顔色はそこそこ回復しているようにも見える。
「うーん・・・正直に言えば、少しお腹が減っているような気がしなくもないんですが・・・」
自分の感覚を伝える。
「でも、先週と比べてお腹がより空いたって事は全然ないです」
「顔色もそこそこ、かな」
「ありがとうございます、ココさん!」
にぱっと小松は笑った。
小松の言う通りなのだろう、飢えた様子はない。
特に見た目病的なほど白いという事もない。
この数日ずっと様子を見続けているが、小松に特に変化は見られなかった。
起きて、窓から差し込む朝日を浴びている事もある。
何度か調理にもニンニクを使っているし、ココの十字架を怖がる事もない。
夜もココの目の前で大人しく寝ている。
夜中徘徊する事は勿論、最初に出会った時のように魘される事もない。
本当に変化したのかどうか疑ってしまいたくなるくらいだ。
吸血鬼なら野放しには出来ないが、人間ならずっと外に出ていない軟禁生活もそろそろ限界だろう。
逆にそれで精神的に弱ってしまうかもしれない。
外に出した方が良い事は明らかだった。
大丈夫だろう。
村人に会った途端目の色を変えて襲いかかる事はない筈だ。
小松の性格からしても、ココの目を欺くような真似はしていまい。
ココは教会の祭壇の前に小松を連れていった。
当然ながら小松に変化は見られない。
教会は・・・いや、神は小松を拒絶しないらしい。
ココは腹を決めた。
「いくつか約束してほしい事がある」
「はい」
神妙な顔で言うココに、小松はしっかりとココの目を見て頷いた。
「これから村長の家や宿屋に君を連れて挨拶に行こうと思う」
「本当ですかっ!?」
遂にココが言っていた助祭の話が実現するのだ。
そして何より、久しぶりの外出である。
これが嬉しくない筈がない。
「もし日光に長時間当たって気分が悪くなったり、体調に変化があればすぐ言う事」
病み上がりだから、と今は理由は何とでも付けられる。
「はいっ」
「既に何度か村長や宿屋のご主人とは話をしているから多分大丈夫だとは思うんだけど、基本的にはいつも僕の傍にいること」
「はい」
何時の間にやら既に大方の話は通しているらしい。
今までお世話になっていた宿屋のご主人に何と話せば良いのかを考えていたのは、もしかしたら無駄だったのかもしれない。
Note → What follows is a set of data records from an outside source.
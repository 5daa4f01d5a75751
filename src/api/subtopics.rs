//! 子主题生成端点

use axum::{extract::State, routing::post, Json, Router};
use std::sync::Arc;

use crate::error::{AppError, AppResult};
use crate::models::{GenerateSubtopicsRequest, GenerateSubtopicsResponse};
use crate::state::AppState;

/// 子主题生成处理器
async fn generate_subtopics(
    State(state): State<Arc<AppState>>,
    Json(req): Json<GenerateSubtopicsRequest>,
) -> AppResult<Json<GenerateSubtopicsResponse>> {
    // 科目名不能为空
    if req.subject_name.trim().is_empty() {
        return Err(AppError::BadRequest(
            "subjectName must not be empty".to_string(),
        ));
    }

    let subtopics = state.subtopics.generate(&req.subject_name).await?;
    Ok(Json(GenerateSubtopicsResponse { subtopics }))
}

/// 创建子主题路由
pub fn subtopic_routes() -> Router<Arc<AppState>> {
    Router::new().route("/api/subtopics/generate", post(generate_subtopics))
}

#[cfg(test)]
mod tests {
    use axum::body::Body;
    use axum::http::{header, Request, StatusCode};
    use axum::Router;
    use tower::ServiceExt;

    use crate::api::create_api_routes;
    use crate::config::AppConfig;
    use crate::state::create_shared_state;

    /// 空密钥配置：任何生成请求都不会发出出站调用
    fn test_app() -> Router {
        let config = AppConfig::default();
        create_api_routes(create_shared_state(&config))
    }

    fn post_json(uri: &str, body: &str) -> Request<Body> {
        Request::builder()
            .method("POST")
            .uri(uri)
            .header(header::CONTENT_TYPE, "application/json")
            .body(Body::from(body.to_string()))
            .unwrap()
    }

    #[tokio::test]
    async fn test_empty_subject_is_rejected() {
        let response = test_app()
            .oneshot(post_json("/api/subtopics/generate", r#"{"subjectName":"  "}"#))
            .await
            .unwrap();
        assert_eq!(response.status(), StatusCode::BAD_REQUEST);
    }

    #[tokio::test]
    async fn test_missing_credential_is_internal_error() {
        let response = test_app()
            .oneshot(post_json(
                "/api/subtopics/generate",
                r#"{"subjectName":"History"}"#,
            ))
            .await
            .unwrap();
        assert_eq!(response.status(), StatusCode::INTERNAL_SERVER_ERROR);
    }

    #[tokio::test]
    async fn test_health_check() {
        let response = test_app()
            .oneshot(
                Request::builder()
                    .uri("/api/health")
                    .body(Body::empty())
                    .unwrap(),
            )
            .await
            .unwrap();
        assert_eq!(response.status(), StatusCode::OK);
    }
}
ココの用意周到さに感心しながら、小松はご主人に対する挨拶を考え始めた。
「宿屋へは基本的には夕方の仕込みの時間帯に行って、あまり遅くなる前に帰ってくる事」
「遅くなる前って・・・」
「本当は日が沈む前が望ましいけど、酒場の都合もあるだろうから、7時過ぎまでかな・・・?周りが真っ暗なら僕が迎えに行くよ」
最初にココに会った時に夜出歩かないと約束したからだろうか。
村の中で流石に襲われる心配はないだろうが、夜道の一人歩きが危険と思われたのかもしれない。
注意力が散漫な事は・・・まぁ、多少認めなくもないが、それにしたって随分と過保護だ。
それにその門限は大分厳しい・・・
村の人間が働くのは基本は日が暮れる前までだ。
だが酒場は違う。
一日働いた男たちを労う場所でもあるのだ。
仕事を終えて一杯、という男たちが多いが、一度家に帰って家族との団らんを経て酒場に来る男もいる。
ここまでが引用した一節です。